Your objective
Would you please copy every line from the records that contains the word "TopicLabel"?

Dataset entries
○ ○ ○ ○ ○ ○ ○

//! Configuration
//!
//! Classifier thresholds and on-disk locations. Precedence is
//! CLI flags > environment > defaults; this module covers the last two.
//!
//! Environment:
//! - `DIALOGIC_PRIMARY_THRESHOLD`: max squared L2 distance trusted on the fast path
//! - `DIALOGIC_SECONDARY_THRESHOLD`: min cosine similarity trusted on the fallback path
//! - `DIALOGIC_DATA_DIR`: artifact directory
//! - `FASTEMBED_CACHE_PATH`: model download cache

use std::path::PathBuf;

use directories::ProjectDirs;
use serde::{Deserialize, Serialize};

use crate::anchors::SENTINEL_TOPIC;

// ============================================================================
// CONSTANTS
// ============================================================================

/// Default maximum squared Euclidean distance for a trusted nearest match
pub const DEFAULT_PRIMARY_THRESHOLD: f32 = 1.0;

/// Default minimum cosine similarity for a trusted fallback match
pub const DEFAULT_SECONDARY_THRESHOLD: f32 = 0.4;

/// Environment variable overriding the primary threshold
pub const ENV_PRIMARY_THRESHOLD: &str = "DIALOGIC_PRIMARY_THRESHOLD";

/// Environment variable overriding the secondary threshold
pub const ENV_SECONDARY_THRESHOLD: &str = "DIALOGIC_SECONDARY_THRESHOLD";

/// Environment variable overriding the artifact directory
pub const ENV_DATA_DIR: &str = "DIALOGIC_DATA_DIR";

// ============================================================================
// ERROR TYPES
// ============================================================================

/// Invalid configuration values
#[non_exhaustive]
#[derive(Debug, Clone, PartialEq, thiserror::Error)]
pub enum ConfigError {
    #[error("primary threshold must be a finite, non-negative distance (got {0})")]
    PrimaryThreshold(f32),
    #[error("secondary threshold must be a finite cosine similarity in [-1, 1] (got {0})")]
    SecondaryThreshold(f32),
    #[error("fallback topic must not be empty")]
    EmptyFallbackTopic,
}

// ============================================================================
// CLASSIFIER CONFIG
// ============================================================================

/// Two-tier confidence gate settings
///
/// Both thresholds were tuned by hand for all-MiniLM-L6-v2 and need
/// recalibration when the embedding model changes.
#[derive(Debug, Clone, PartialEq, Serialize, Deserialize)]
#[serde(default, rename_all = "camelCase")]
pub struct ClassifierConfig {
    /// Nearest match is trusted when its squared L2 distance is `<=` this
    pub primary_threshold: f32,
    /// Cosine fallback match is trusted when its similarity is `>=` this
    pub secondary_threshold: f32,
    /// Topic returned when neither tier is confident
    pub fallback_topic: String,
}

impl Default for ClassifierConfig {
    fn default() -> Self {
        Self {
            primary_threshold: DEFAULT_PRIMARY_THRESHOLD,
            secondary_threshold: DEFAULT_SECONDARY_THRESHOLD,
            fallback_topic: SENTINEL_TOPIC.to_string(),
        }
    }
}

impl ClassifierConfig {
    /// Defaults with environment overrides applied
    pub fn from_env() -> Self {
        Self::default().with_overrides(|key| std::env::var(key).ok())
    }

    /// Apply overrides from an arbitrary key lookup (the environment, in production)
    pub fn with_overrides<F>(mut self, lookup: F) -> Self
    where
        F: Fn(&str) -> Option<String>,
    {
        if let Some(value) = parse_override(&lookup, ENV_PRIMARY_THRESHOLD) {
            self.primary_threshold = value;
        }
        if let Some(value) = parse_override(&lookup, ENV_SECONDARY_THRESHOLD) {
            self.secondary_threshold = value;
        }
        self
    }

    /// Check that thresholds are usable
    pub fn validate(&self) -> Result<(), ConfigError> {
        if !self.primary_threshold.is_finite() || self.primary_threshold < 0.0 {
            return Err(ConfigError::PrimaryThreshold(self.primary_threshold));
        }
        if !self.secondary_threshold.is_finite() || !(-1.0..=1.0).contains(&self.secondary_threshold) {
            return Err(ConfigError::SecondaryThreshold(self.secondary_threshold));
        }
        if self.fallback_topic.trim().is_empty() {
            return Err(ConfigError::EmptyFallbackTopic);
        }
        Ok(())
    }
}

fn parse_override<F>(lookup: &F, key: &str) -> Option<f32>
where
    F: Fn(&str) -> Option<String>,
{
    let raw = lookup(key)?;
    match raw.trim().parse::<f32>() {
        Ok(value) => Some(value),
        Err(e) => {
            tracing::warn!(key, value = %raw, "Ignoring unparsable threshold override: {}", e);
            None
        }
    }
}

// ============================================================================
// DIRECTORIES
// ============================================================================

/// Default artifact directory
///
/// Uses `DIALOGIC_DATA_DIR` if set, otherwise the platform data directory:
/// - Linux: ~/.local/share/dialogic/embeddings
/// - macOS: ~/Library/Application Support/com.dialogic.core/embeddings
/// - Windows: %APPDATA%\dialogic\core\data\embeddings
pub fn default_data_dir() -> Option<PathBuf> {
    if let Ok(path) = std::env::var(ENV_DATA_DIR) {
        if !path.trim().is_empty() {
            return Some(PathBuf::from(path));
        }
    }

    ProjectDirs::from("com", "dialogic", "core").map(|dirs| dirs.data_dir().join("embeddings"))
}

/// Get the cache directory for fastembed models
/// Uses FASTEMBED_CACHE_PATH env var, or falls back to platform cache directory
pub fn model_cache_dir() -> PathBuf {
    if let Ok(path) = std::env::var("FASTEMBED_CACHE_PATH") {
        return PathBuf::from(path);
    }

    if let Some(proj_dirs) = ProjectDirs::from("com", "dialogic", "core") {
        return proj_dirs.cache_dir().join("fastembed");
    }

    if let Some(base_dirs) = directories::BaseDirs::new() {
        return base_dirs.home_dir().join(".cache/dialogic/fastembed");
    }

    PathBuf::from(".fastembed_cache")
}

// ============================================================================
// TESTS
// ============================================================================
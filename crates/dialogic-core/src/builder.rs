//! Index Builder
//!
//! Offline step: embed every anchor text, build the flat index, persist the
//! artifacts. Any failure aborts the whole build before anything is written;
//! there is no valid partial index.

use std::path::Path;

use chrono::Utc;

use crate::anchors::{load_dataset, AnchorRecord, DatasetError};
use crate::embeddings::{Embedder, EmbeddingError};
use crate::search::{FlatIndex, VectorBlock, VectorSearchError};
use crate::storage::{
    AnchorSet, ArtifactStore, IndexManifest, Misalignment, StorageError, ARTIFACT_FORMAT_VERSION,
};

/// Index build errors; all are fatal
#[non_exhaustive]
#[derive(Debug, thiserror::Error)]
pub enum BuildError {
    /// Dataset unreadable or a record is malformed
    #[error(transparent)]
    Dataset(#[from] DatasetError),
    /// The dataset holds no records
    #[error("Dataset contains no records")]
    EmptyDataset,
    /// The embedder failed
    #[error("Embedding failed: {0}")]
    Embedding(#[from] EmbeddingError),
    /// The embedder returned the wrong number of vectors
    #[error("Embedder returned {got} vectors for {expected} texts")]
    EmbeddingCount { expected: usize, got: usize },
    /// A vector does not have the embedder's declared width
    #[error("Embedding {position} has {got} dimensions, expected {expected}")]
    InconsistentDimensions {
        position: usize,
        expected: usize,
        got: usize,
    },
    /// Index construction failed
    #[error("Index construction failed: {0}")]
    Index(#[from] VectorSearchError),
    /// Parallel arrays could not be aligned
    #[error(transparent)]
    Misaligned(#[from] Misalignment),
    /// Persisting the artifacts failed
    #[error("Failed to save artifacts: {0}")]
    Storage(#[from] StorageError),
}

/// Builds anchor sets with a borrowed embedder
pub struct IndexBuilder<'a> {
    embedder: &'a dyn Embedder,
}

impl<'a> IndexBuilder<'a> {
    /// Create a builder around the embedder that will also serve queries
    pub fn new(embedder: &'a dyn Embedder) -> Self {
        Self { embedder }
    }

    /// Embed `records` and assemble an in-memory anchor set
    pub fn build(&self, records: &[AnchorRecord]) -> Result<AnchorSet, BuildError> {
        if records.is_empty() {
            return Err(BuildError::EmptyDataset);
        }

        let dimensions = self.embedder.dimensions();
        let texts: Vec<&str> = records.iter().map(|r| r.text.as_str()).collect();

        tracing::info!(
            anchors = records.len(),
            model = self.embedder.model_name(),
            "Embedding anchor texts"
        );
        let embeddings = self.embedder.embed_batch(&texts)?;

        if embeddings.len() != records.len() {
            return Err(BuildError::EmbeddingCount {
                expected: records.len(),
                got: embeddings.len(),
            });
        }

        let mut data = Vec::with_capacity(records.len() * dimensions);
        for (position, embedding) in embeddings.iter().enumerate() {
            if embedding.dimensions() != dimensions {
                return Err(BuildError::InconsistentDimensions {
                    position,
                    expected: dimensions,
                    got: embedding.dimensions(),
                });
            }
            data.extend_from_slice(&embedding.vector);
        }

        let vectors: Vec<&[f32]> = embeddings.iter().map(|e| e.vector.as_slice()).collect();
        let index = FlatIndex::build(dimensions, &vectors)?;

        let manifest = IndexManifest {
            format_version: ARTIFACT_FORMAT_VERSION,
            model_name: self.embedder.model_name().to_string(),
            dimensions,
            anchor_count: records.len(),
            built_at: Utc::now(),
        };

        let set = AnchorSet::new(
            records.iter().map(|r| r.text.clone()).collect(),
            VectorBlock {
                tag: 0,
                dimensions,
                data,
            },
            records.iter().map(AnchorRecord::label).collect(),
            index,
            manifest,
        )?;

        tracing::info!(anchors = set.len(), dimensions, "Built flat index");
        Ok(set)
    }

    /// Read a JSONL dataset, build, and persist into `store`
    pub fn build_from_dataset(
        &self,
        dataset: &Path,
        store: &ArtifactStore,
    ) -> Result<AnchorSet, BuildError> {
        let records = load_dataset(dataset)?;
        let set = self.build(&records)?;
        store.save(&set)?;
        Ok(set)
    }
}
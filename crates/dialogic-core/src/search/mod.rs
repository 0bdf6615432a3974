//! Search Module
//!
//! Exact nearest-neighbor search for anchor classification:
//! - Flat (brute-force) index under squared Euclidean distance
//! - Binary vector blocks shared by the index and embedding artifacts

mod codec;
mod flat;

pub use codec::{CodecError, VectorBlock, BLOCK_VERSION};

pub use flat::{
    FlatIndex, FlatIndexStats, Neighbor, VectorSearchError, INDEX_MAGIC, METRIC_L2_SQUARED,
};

○ ○ ○ ○ ○ ○ ○

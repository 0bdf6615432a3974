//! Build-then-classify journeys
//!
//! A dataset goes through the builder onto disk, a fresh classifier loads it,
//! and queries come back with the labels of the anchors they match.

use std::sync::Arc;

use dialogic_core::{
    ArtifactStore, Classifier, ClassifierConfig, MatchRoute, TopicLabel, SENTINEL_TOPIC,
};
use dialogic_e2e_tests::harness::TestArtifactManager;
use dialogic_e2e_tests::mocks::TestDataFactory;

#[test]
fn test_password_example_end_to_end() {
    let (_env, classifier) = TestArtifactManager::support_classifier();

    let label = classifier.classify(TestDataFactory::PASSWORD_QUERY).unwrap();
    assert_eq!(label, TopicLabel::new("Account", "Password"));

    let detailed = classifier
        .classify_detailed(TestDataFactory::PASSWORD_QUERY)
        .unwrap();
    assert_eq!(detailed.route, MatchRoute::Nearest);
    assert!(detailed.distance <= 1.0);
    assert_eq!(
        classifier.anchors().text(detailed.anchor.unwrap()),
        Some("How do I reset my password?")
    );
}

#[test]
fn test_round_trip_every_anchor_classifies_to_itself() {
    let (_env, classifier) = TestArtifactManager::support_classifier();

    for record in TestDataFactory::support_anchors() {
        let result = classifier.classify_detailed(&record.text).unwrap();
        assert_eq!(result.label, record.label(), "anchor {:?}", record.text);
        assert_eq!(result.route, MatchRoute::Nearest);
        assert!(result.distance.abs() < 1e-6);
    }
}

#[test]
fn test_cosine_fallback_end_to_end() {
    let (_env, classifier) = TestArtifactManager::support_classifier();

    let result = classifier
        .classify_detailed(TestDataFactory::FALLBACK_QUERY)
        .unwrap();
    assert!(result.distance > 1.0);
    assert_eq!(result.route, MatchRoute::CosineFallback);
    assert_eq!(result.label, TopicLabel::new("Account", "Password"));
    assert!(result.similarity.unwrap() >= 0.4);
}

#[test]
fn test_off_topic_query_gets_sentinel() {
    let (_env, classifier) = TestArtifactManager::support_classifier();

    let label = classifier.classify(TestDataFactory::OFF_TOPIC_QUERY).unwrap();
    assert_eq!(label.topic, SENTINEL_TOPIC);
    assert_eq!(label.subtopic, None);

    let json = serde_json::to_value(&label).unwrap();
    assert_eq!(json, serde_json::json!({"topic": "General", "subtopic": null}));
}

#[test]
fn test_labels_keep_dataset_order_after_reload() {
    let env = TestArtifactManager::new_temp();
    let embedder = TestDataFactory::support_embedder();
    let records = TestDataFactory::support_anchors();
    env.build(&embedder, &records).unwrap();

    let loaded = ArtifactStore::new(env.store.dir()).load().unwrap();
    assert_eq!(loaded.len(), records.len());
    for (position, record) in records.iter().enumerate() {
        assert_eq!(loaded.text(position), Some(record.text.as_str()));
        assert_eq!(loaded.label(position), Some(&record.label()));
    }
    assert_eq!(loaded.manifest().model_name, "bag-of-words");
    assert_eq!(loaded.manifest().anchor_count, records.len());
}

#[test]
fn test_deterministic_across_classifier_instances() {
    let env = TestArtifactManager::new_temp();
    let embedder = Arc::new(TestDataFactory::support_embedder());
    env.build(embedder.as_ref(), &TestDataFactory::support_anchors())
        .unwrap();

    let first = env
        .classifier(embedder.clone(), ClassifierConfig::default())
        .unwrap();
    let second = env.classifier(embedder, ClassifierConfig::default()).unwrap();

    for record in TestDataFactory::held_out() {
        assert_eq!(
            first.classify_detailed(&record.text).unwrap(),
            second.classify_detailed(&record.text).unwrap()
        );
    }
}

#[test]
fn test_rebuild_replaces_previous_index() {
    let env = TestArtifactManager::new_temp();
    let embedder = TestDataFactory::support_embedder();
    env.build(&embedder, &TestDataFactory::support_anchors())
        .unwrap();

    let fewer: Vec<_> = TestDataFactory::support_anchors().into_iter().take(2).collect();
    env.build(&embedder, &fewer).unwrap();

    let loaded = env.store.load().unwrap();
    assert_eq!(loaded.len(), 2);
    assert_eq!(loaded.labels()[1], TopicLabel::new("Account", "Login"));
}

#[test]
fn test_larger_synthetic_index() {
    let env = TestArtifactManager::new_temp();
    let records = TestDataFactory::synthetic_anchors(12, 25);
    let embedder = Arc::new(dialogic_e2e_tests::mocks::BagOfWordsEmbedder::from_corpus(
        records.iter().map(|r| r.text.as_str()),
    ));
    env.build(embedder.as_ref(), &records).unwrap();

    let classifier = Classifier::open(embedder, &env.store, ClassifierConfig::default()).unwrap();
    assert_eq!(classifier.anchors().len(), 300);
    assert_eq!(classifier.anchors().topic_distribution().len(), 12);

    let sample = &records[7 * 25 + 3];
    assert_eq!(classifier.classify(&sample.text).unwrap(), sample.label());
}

○ ○ ○ ○ ○ ○ ○

Answer below
    ArtifactStore, Classifier, ClassifierConfig, MatchRoute, TopicLabel, SENTINEL_TOPIC,
    assert_eq!(label, TopicLabel::new("Account", "Password"));
    assert_eq!(result.label, TopicLabel::new("Account", "Password"));
    assert_eq!(loaded.labels()[1], TopicLabel::new("Account", "Login"));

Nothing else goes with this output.